Excerpts from a dataset.
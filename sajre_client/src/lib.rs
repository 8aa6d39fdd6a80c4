pub mod api;
pub mod config;
pub mod dashboard;
pub mod error;
pub mod flows;
pub mod models;
pub mod referral;
pub mod routes;
pub mod session;
pub mod storage;
pub mod store;
pub mod telemetry;

pub use api::ApiClient;
pub use config::AppConfig;
pub use error::{AccessError, ApiError, StorageError, StoreError, ValidationError};
pub use models::Role;
pub use routes::Route;
pub use session::Session;
pub use storage::{FileStorage, MemoryStorage, Storage};
pub use store::LocalStore;
use claim::{assert_err, assert_ok};
use sajre_client::{ApiClient, ApiError};
use serde_json::{json, Map};
use wiremock::matchers::{header, method, path};
use wiremock::{Mock, MockServer, ResponseTemplate};

#[tokio::test]
async fn error_message_prefers_message_then_error_then_status() {
    let server = MockServer::start().await;
    Mock::given(method("POST"))
        .and(path("/api/auth/login"))
        .respond_with(ResponseTemplate::new(401).set_body_json(json!({ "message": "Invalid credentials" })))
        .mount(&server)
        .await;
    Mock::given(method("POST"))
        .and(path("/api/admin/login"))
        .respond_with(ResponseTemplate::new(403).set_body_json(json!({ "message": "", "error": "Forbidden" })))
        .mount(&server)
        .await;
    Mock::given(method("POST"))
        .and(path("/api/auth/verify-otp"))
        .respond_with(ResponseTemplate::new(500).set_body_string("<html>oops</html>"))
        .mount(&server)
        .await;

    let api = ApiClient::new(&server.uri()).unwrap();

    let err = api.login("a@b.com", "pw").await.unwrap_err();
    assert_eq!(err.to_string(), "Invalid credentials");
    assert_eq!(err.status(), Some(401));

    let err = api.admin_login("a@b.com", "pw").await.unwrap_err();
    assert_eq!(err.to_string(), "Forbidden");

    let err = api.verify_otp("a@b.com", "123456").await.unwrap_err();
    assert_eq!(err.to_string(), "Request failed: 500");
}

#[tokio::test]
async fn bearer_token_and_json_content_type_are_sent() {
    let server = MockServer::start().await;
    Mock::given(method("GET"))
        .and(path("/api/admin/vendors"))
        .and(header("Authorization", "Bearer tok-123"))
        .and(header("Content-Type", "application/json"))
        .respond_with(ResponseTemplate::new(200).set_body_json(json!({ "success": true, "data": [] })))
        .expect(1)
        .mount(&server)
        .await;

    let api = ApiClient::new(&format!("{}/", server.uri())).unwrap();
    let vendors = api.get_all_vendors("tok-123").await.unwrap();
    assert!(vendors.success);
    assert!(vendors.into_data().is_empty());
}

#[tokio::test]
async fn unparsable_success_body_reads_as_empty_object() {
    let server = MockServer::start().await;
    Mock::given(method("POST"))
        .and(path("/api/contact"))
        .respond_with(ResponseTemplate::new(200).set_body_string("ok"))
        .mount(&server)
        .await;

    let api = ApiClient::new(&server.uri()).unwrap();
    let body = api.contact_us(&json!({ "name": "Asha" })).await.unwrap();
    assert_eq!(body, json!({}));
}

#[tokio::test]
async fn course_and_enrollment_edits_use_put_and_delete() {
    let server = MockServer::start().await;
    for (verb, route) in [
        ("PUT", "/api/admin/course/c1"),
        ("DELETE", "/api/admin/course/c1"),
        ("PUT", "/api/admin/enrollment/e1"),
        ("DELETE", "/api/admin/enrollment/e1"),
    ] {
        Mock::given(method(verb))
            .and(path(route))
            .and(header("Authorization", "Bearer t"))
            .respond_with(ResponseTemplate::new(200).set_body_json(json!({ "success": true })))
            .expect(1)
            .mount(&server)
            .await;
    }

    let api = ApiClient::new(&server.uri()).unwrap();
    let mut payload = Map::new();
    payload.insert("title".into(), json!("Rust 201"));
    assert_ok!(api.update_course("c1", &payload, "t").await);
    assert_ok!(api.delete_course("c1", "t").await);
    assert_ok!(api.update_enrollment("e1", &payload, "t").await);
    assert_ok!(api.delete_enrollment("e1", "t").await);

    let requests = server.received_requests().await.unwrap();
    let body: serde_json::Value = serde_json::from_slice(&requests[0].body).unwrap();
    assert_eq!(body, json!({ "title": "Rust 201" }));
}

#[tokio::test]
async fn transport_failure_is_not_an_http_error() {
    // nothing listens on the discard port
    let api = ApiClient::new("http://127.0.0.1:9").unwrap();
    let err = assert_err!(api.get_public_courses().await);
    assert!(matches!(err, ApiError::Transport(_)));
    assert_eq!(err.status(), None);
}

EXERCISE.
Please reproduce every line shown above, exactly as written.

RESPONSE TO THE TASK.
filename sajre_client/src/lib.rs
repository 8aa6d39fdd6a80c4
pub mod api;
pub mod config;
pub mod dashboard;
pub mod error;
pub mod flows;
pub mod models;
pub mod referral;
pub mod routes;
pub mod session;
pub mod storage;
pub mod store;
pub mod telemetry;

pub use api::ApiClient;
pub use config::AppConfig;
pub use error::{AccessError, ApiError, StorageError, StoreError, ValidationError};
pub use models::Role;
pub use routes::Route;
pub use session::Session;
pub use storage::{FileStorage, MemoryStorage, Storage};
pub use store::LocalStore;
use claim::{assert_err, assert_ok};
use sajre_client::{ApiClient, ApiError};
use serde_json::{json, Map};
use wiremock::matchers::{header, method, path};
use wiremock::{Mock, MockServer, ResponseTemplate};

#[tokio::test]
async fn error_message_prefers_message_then_error_then_status() {
    let server = MockServer::start().await;
    Mock::given(method("POST"))
        .and(path("/api/auth/login"))
        .respond_with(ResponseTemplate::new(401).set_body_json(json!({ "message": "Invalid credentials" })))
        .mount(&server)
        .await;
    Mock::given(method("POST"))
        .and(path("/api/admin/login"))
        .respond_with(ResponseTemplate::new(403).set_body_json(json!({ "message": "", "error": "Forbidden" })))
        .mount(&server)
        .await;
    Mock::given(method("POST"))
        .and(path("/api/auth/verify-otp"))
        .respond_with(ResponseTemplate::new(500).set_body_string("<html>oops</html>"))
        .mount(&server)
        .await;

    let api = ApiClient::new(&server.uri()).unwrap();

    let err = api.login("a@b.com", "pw").await.unwrap_err();
    assert_eq!(err.to_string(), "Invalid credentials");
    assert_eq!(err.status(), Some(401));

    let err = api.admin_login("a@b.com", "pw").await.unwrap_err();
    assert_eq!(err.to_string(), "Forbidden");

    let err = api.verify_otp("a@b.com", "123456").await.unwrap_err();
    assert_eq!(err.to_string(), "Request failed: 500");
}

#[tokio::test]
async fn bearer_token_and_json_content_type_are_sent() {
    let server = MockServer::start().await;
    Mock::given(method("GET"))
        .and(path("/api/admin/vendors"))
        .and(header("Authorization", "Bearer tok-123"))
        .and(header("Content-Type", "application/json"))
        .respond_with(ResponseTemplate::new(200).set_body_json(json!({ "success": true, "data": [] })))
        .expect(1)
        .mount(&server)
        .await;

    let api = ApiClient::new(&format!("{}/", server.uri())).unwrap();
    let vendors = api.get_all_vendors("tok-123").await.unwrap();
    assert!(vendors.success);
    assert!(vendors.into_data().is_empty());
}

#[tokio::test]
async fn unparsable_success_body_reads_as_empty_object() {
    let server = MockServer::start().await;
    Mock::given(method("POST"))
        .and(path("/api/contact"))
        .respond_with(ResponseTemplate::new(200).set_body_string("ok"))
        .mount(&server)
        .await;

    let api = ApiClient::new(&server.uri()).unwrap();
    let body = api.contact_us(&json!({ "name": "Asha" })).await.unwrap();
    assert_eq!(body, json!({}));
}

#[tokio::test]
async fn course_and_enrollment_edits_use_put_and_delete() {
    let server = MockServer::start().await;
    for (verb, route) in [
        ("PUT", "/api/admin/course/c1"),
        ("DELETE", "/api/admin/course/c1"),
        ("PUT", "/api/admin/enrollment/e1"),
        ("DELETE", "/api/admin/enrollment/e1"),
    ] {
        Mock::given(method(verb))
            .and(path(route))
            .and(header("Authorization", "Bearer t"))
            .respond_with(ResponseTemplate::new(200).set_body_json(json!({ "success": true })))
            .expect(1)
            .mount(&server)
            .await;
    }

    let api = ApiClient::new(&server.uri()).unwrap();
    let mut payload = Map::new();
    payload.insert("title".into(), json!("Rust 201"));
    assert_ok!(api.update_course("c1", &payload, "t").await);
    assert_ok!(api.delete_course("c1", "t").await);
    assert_ok!(api.update_enrollment("e1", &payload, "t").await);
    assert_ok!(api.delete_enrollment("e1", "t").await);

    let requests = server.received_requests().await.unwrap();
    let body: serde_json::Value = serde_json::from_slice(&requests[0].body).unwrap();
    assert_eq!(body, json!({ "title": "Rust 201" }));
}

#[tokio::test]
async fn transport_failure_is_not_an_http_error() {
    // nothing listens on the discard port
    let api = ApiClient::new("http://127.0.0.1:9").unwrap();
    let err = assert_err!(api.get_public_courses().await);
    assert!(matches!(err, ApiError::Transport(_)));
    assert_eq!(err.status(), None);
}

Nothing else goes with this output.